Zulip Chat Archive
Stream: new members
Topic: Thinking about lists backwards
Robert Spencer (Sep 02 2019 at 06:31):
I have a simple question, and then a follow up philosophy question.
If I have a list, and a statement that it is not empty, is there an existing mechanism for extracting all but the last element (the equivalent of python's mylist[:-1]
. In particular, one that is "supported" in terms of lemmas about its length etc.
My philosophical question is how to deal with the back of lists. Since lists are defined inductively "from the front", it is easy to talk about their heads, tails and such forth. It seems less simple to talk about their last element and the preceding sublist. How should one treat the back of a list, or operations done to the back? Should one reverse the list and then talk about the reversed head and then reverse again if necessary? Is it possible to _neatly_ do the opposite to
def foo : list ℕ → ℕ | [] := 0 | (a :: b) := a
i.e. something along the lines of
def foo : list ℕ → ℕ | [] := 0 | (b ++ [a]) := a
Mario Carneiro (Sep 02 2019 at 06:38):
There are a few variants on last
available, but I guess init
was not defined, or I missed it in the initial pass (although inits
is there)
Mario Carneiro (Sep 02 2019 at 06:38):
It is of course easy to define
Mario Carneiro (Sep 02 2019 at 06:42):
def init {α} : list α → list α | [] := [] | [a] := [] | (a::l) := a :: init l
But to answer your second question, lean will certainly not let things be as nice if you want to manipulate lists from the right end. Besides the fact that both init
and last
are O(n) while head
and tail
are O(1), you can't use them in pattern matching. If you want to use pattern matching to decompose a list from the right, I suggest reversing it and then pattern matching.

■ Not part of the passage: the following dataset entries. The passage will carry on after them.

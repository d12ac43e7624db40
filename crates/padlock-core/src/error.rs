use thiserror::Error;

#[derive(Error, Debug, Clone, PartialEq, Eq)]
pub enum Error {
    #[error("Access key must be {expected} symbols, got {actual}")]
    InvalidKeyLength { expected: usize, actual: usize },

    #[error("Invalid button index: {index}")]
    InvalidButton { index: u8 },

    #[error("Invalid indicator index: {index}")]
    InvalidIndicator { index: u8 },

    #[error("Configuration error: {0}")]
    Config(String),
}

pub type Result<T> = std::result::Result<T, Error>;
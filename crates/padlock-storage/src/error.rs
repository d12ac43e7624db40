use padlock_core::constants::{AUTO_CLOSE_RECORD_ID, KEY_RECORD_ID};
use thiserror::Error;

/// Storage-specific error types for the padlock record store.
///
/// These errors represent failures to read or write the persisted device
/// records and integrity problems found in them at boot.
#[derive(Debug, Error)]
pub enum StoreError {
    /// Database connection or query execution failed
    #[error("Database error: {0}")]
    Database(#[from] sqlx::Error),

    /// Migration execution failed
    #[error("Migration error: {0}")]
    Migration(#[from] sqlx::migrate::MigrateError),

    /// Stored record does not decode
    #[error("Corrupt record {} ({record_id}): {detail}", record_name(*record_id))]
    Corrupt { record_id: u16, detail: String },

    /// Backend refused the write
    #[error("Write to record {record_id} rejected: {reason}")]
    WriteRejected { record_id: u16, reason: String },

    /// Configuration error
    #[error("Configuration error: {0}")]
    Configuration(String),
}

impl StoreError {
    pub fn corrupt(record_id: u16, detail: impl Into<String>) -> Self {
        Self::Corrupt {
            record_id,
            detail: detail.into(),
        }
    }

    pub fn write_rejected(record_id: u16, reason: impl Into<String>) -> Self {
        Self::WriteRejected {
            record_id,
            reason: reason.into(),
        }
    }
}

fn record_name(record_id: u16) -> &'static str {
    match record_id {
        KEY_RECORD_ID => "access key",
        AUTO_CLOSE_RECORD_ID => "auto-close flag",
        _ => "unknown",
    }
}

/// Specialized result type for storage operations
pub type StoreResult<T> = Result<T, StoreError>;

Robert Spencer (Sep 02 2019 at 06:45):
Right. That is sort of what I thought. Thanks.
Robert Spencer (Sep 02 2019 at 06:55):
Ah, no I've found init
in the library. It doesn't have much more than a definition that I can see though.
Chris Hughes (Sep 02 2019 at 07:12):
There's also list.reverse_rec_on
(might be called something slightly different)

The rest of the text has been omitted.